* **PROVIDED RECORDS**
//! 互评任务存储操作
//!
//! 重复提交采用全量替换语义：旧答案整体删除后写入新答案，
//! 与状态落库在同一个事务内完成。

use std::collections::HashMap;

use super::SeaOrmStorage;
use crate::entity::answers::{
    ActiveModel as AnswerActiveModel, Column as AnswerColumn, Entity as Answers,
};
use crate::entity::artifact_reviews::{ActiveModel, Column, Entity as ArtifactReviews};
use crate::entity::question_options::{
    Column as QuestionOptionColumn, Entity as QuestionOptions,
};
use crate::entity::questions::{Column as QuestionColumn, Entity as Questions};
use crate::entity::survey_sections::Entity as SurveySections;
use crate::errors::{GamiSystemError, Result};
use crate::models::reports::entities::AnswerRecord;
use crate::models::reviews::{
    entities::{ArtifactReview, ReviewStatus},
    requests::AnswerPayload,
    responses::{ReviewDetailResponse, SavedAnswer},
};
use crate::models::surveys::entities::QuestionType;
use sea_orm::{
    ActiveModelTrait, ColumnTrait, DatabaseTransaction, EntityTrait, QueryFilter, QueryOrder, Set,
    TransactionTrait,
};

impl SeaOrmStorage {
    /// 通过 ID 获取评审
    pub async fn get_review_by_id_impl(&self, review_id: i64) -> Result<Option<ArtifactReview>> {
        let result = ArtifactReviews::find_by_id(review_id)
            .one(&self.db)
            .await
            .map_err(|e| GamiSystemError::database_operation(format!("查询评审失败: {e}")))?;

        Ok(result.map(|m| m.into_review()))
    }

    /// 获取评审详情（含已保存答案和题目上下文）
    pub async fn get_review_detail_impl(
        &self,
        review_id: i64,
    ) -> Result<Option<ReviewDetailResponse>> {
        let Some(review) = self.get_review_by_id_impl(review_id).await? else {
            return Ok(None);
        };

        let answer_models = Answers::find()
            .filter(AnswerColumn::ArtifactReviewId.eq(review_id))
            .order_by_asc(AnswerColumn::Id)
            .all(&self.db)
            .await
            .map_err(|e| GamiSystemError::database_operation(format!("查询答案失败: {e}")))?;

        let option_ids: Vec<i64> = answer_models
            .iter()
            .map(|a| a.question_option_id)
            .collect();
        let option_to_question = self.load_question_contexts(&option_ids).await?;

        let mut answers = Vec::with_capacity(answer_models.len());
        for answer in answer_models {
            let Some((question_id, question_text, question_type)) =
                option_to_question.get(&answer.question_option_id)
            else {
                return Err(GamiSystemError::not_found(format!(
                    "答案 {} 关联的题目选项不存在",
                    answer.id
                )));
            };
            answers.push(SavedAnswer {
                question_id: *question_id,
                question_text: question_text.clone(),
                question_type: *question_type,
                answer_text: answer.answer_text,
                page: answer.page,
            });
        }

        Ok(Some(ReviewDetailResponse { review, answers }))
    }

    /// question_option -> (question_id, 题目文本, 题型) 映射
    async fn load_question_contexts(
        &self,
        option_ids: &[i64],
    ) -> Result<HashMap<i64, (i64, String, QuestionType)>> {
        let mut result = HashMap::new();
        if option_ids.is_empty() {
            return Ok(result);
        }

        let rows = QuestionOptions::find()
            .find_also_related(Questions)
            .filter(QuestionOptionColumn::Id.is_in(option_ids.to_vec()))
            .all(&self.db)
            .await
            .map_err(|e| GamiSystemError::database_operation(format!("查询题目选项失败: {e}")))?;

        for (question_option, question) in rows {
            if let Some(q) = question {
                let question_type = q
                    .question_type
                    .parse()
                    .unwrap_or(QuestionType::Textarea);
                result.insert(question_option.id, (q.id, q.text, question_type));
            }
        }

        Ok(result)
    }

    /// 列出提交物下的评审
    pub async fn list_reviews_by_artifact_impl(
        &self,
        artifact_id: i64,
    ) -> Result<Vec<ArtifactReview>> {
        let reviews = ArtifactReviews::find()
            .filter(Column::ArtifactId.eq(artifact_id))
            .order_by_asc(Column::Id)
            .all(&self.db)
            .await
            .map_err(|e| GamiSystemError::database_operation(format!("查询评审列表失败: {e}")))?;

        Ok(reviews.into_iter().map(|m| m.into_review()).collect())
    }

    /// 列出评审者名下的评审
    pub async fn list_reviews_by_reviewer_impl(
        &self,
        reviewer_id: i64,
    ) -> Result<Vec<ArtifactReview>> {
        let reviews = ArtifactReviews::find()
            .filter(Column::ReviewerId.eq(reviewer_id))
            .order_by_desc(Column::UpdatedAt)
            .all(&self.db)
            .await
            .map_err(|e| GamiSystemError::database_operation(format!("查询评审列表失败: {e}")))?;

        Ok(reviews.into_iter().map(|m| m.into_review()).collect())
    }

    /// 提交评审答案（单事务：全量替换旧答案 + 状态落库）
    pub async fn submit_review_answers_impl(
        &self,
        review_id: i64,
        status: ReviewStatus,
        answers: &[AnswerPayload],
    ) -> Result<ArtifactReview> {
        let txn = self
            .db
            .begin()
            .await
            .map_err(|e| GamiSystemError::database_operation(format!("开启事务失败: {e}")))?;

        let existing = ArtifactReviews::find_by_id(review_id)
            .one(&txn)
            .await
            .map_err(|e| GamiSystemError::database_operation(format!("查询评审失败: {e}")))?
            .ok_or_else(|| GamiSystemError::not_found(format!("评审 {review_id} 不存在")))?;

        // 先整体删除旧答案
        Answers::delete_many()
            .filter(AnswerColumn::ArtifactReviewId.eq(review_id))
            .exec(&txn)
            .await
            .map_err(|e| GamiSystemError::database_operation(format!("删除旧答案失败: {e}")))?;

        // 再逐条写入新答案
        for payload in answers {
            let question_option_id =
                Self::resolve_question_option(&txn, payload.question_id, &payload.answer_text)
                    .await?;

            let model = AnswerActiveModel {
                artifact_review_id: Set(review_id),
                question_option_id: Set(question_option_id),
                answer_text: Set(payload.answer_text.clone()),
                page: Set(payload.page),
                ..Default::default()
            };

            model
                .insert(&txn)
                .await
                .map_err(|e| GamiSystemError::database_operation(format!("写入答案失败: {e}")))?;
        }

        // 状态落库
        let now = chrono::Utc::now().timestamp();
        let model = ActiveModel {
            id: Set(existing.id),
            status: Set(status.to_string()),
            updated_at: Set(now),
            ..Default::default()
        };

        let updated = model
            .update(&txn)
            .await
            .map_err(|e| GamiSystemError::database_operation(format!("更新评审状态失败: {e}")))?;

        txn.commit()
            .await
            .map_err(|e| GamiSystemError::database_operation(format!("提交事务失败: {e}")))?;

        Ok(updated.into_review())
    }

    /// 为一条答案定位 question_option 行
    ///
    /// 选择题按选项文本匹配，找不到选项视为 NotFound（整次提交中止）；
    /// 其他题型挂到题目下唯一的无选项关联行。
    async fn resolve_question_option(
        txn: &DatabaseTransaction,
        question_id: i64,
        answer_text: &str,
    ) -> Result<i64> {
        let question = Questions::find_by_id(question_id)
            .one(txn)
            .await
            .map_err(|e| GamiSystemError::database_operation(format!("查询题目失败: {e}")))?
            .ok_or_else(|| GamiSystemError::not_found(format!("题目 {question_id} 不存在")))?;

        let question_type: QuestionType = question
            .question_type
            .parse()
            .unwrap_or(QuestionType::Textarea);

        let options = QuestionOptions::find()
            .find_also_related(crate::entity::option_choices::Entity)
            .filter(QuestionOptionColumn::QuestionId.eq(question_id))
            .order_by_asc(QuestionOptionColumn::Id)
            .all(txn)
            .await
            .map_err(|e| GamiSystemError::database_operation(format!("查询题目选项失败: {e}")))?;

        if question_type.is_choice() {
            options
                .iter()
                .find(|(_, choice)| {
                    choice
                        .as_ref()
                        .is_some_and(|c| c.text == answer_text)
                })
                .map(|(question_option, _)| question_option.id)
                .ok_or_else(|| {
                    GamiSystemError::not_found(format!(
                        "题目 {question_id} 不存在选项 '{answer_text}'"
                    ))
                })
        } else {
            options
                .first()
                .map(|(question_option, _)| question_option.id)
                .ok_or_else(|| {
                    GamiSystemError::not_found(format!("题目 {question_id} 缺少答案挂接行"))
                })
        }
    }

    /// 更新评审状态
    pub async fn update_review_status_impl(
        &self,
        review_id: i64,
        status: ReviewStatus,
    ) -> Result<Option<ArtifactReview>> {
        let existing = self.get_review_by_id_impl(review_id).await?;
        if existing.is_none() {
            return Ok(None);
        }

        let now = chrono::Utc::now().timestamp();
        let model = ActiveModel {
            id: Set(review_id),
            status: Set(status.to_string()),
            updated_at: Set(now),
            ..Default::default()
        };

        let updated = model
            .update(&self.db)
            .await
            .map_err(|e| GamiSystemError::database_operation(format!("更新评审状态失败: {e}")))?;

        Ok(Some(updated.into_review()))
    }

    /// 拉取提交物下全部评审答案（带题目和分区上下文）
    ///
    /// 聚合逻辑在服务层完成，这里只做扁平连接。
    pub async fn list_answers_by_artifact_impl(
        &self,
        artifact_id: i64,
    ) -> Result<Vec<AnswerRecord>> {
        let reviews = ArtifactReviews::find()
            .filter(Column::ArtifactId.eq(artifact_id))
            .all(&self.db)
            .await
            .map_err(|e| GamiSystemError::database_operation(format!("查询评审列表失败: {e}")))?;

        if reviews.is_empty() {
            return Ok(Vec::new());
        }

        let review_ids: Vec<i64> = reviews.iter().map(|r| r.id).collect();

        let answer_models = Answers::find()
            .filter(AnswerColumn::ArtifactReviewId.is_in(review_ids))
            .order_by_asc(AnswerColumn::Id)
            .all(&self.db)
            .await
            .map_err(|e| GamiSystemError::database_operation(format!("查询答案失败: {e}")))?;

        // question_option -> question 上下文
        let option_ids: Vec<i64> = answer_models
            .iter()
            .map(|a| a.question_option_id)
            .collect();
        let option_rows = QuestionOptions::find()
            .filter(QuestionOptionColumn::Id.is_in(option_ids))
            .all(&self.db)
            .await
            .map_err(|e| GamiSystemError::database_operation(format!("查询题目选项失败: {e}")))?;
        let option_to_question: HashMap<i64, i64> = option_rows
            .iter()
            .map(|o| (o.id, o.question_id))
            .collect();

        let question_ids: Vec<i64> = option_rows.iter().map(|o| o.question_id).collect();
        let question_models = Questions::find()
            .filter(QuestionColumn::Id.is_in(question_ids))
            .all(&self.db)
            .await
            .map_err(|e| GamiSystemError::database_operation(format!("查询题目失败: {e}")))?;

        let section_ids: Vec<i64> = question_models.iter().map(|q| q.section_id).collect();
        let section_models = SurveySections::find()
            .filter(crate::entity::survey_sections::Column::Id.is_in(section_ids))
            .all(&self.db)
            .await
            .map_err(|e| GamiSystemError::database_operation(format!("查询分区失败: {e}")))?;
        let section_titles: HashMap<i64, String> = section_models
            .into_iter()
            .map(|s| (s.id, s.title))
            .collect();

        let questions: HashMap<i64, _> = question_models
            .into_iter()
            .map(|q| (q.id, q))
            .collect();

        let mut records = Vec::with_capacity(answer_models.len());
        for answer in answer_models {
            let Some(question_id) = option_to_question.get(&answer.question_option_id) else {
                return Err(GamiSystemError::not_found(format!(
                    "答案 {} 关联的题目选项不存在",
                    answer.id
                )));
            };
            let Some(question) = questions.get(question_id) else {
                return Err(GamiSystemError::not_found(format!(
                    "题目 {question_id} 不存在"
                )));
            };
            records.push(AnswerRecord {
                review_id: answer.artifact_review_id,
                question_id: question.id,
                section_title: section_titles
                    .get(&question.section_id)
                    .cloned()
                    .unwrap_or_default(),
                question_text: question.text.clone(),
                question_type: question
                    .question_type
                    .parse()
                    .unwrap_or(QuestionType::Textarea),
                number_of_scale: question.number_of_scale,
                answer_text: answer.answer_text,
                page: answer.page,
            });
        }

        Ok(records)
    }
}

* **ACTION ITEM**
Look through the records and gather each line with the word "QuestionOptions".

* **SOLUTION TO THE EXERCISE**
    Column as QuestionOptionColumn, Entity as QuestionOptions,
        let rows = QuestionOptions::find()
        let options = QuestionOptions::find()
        let option_rows = QuestionOptions::find()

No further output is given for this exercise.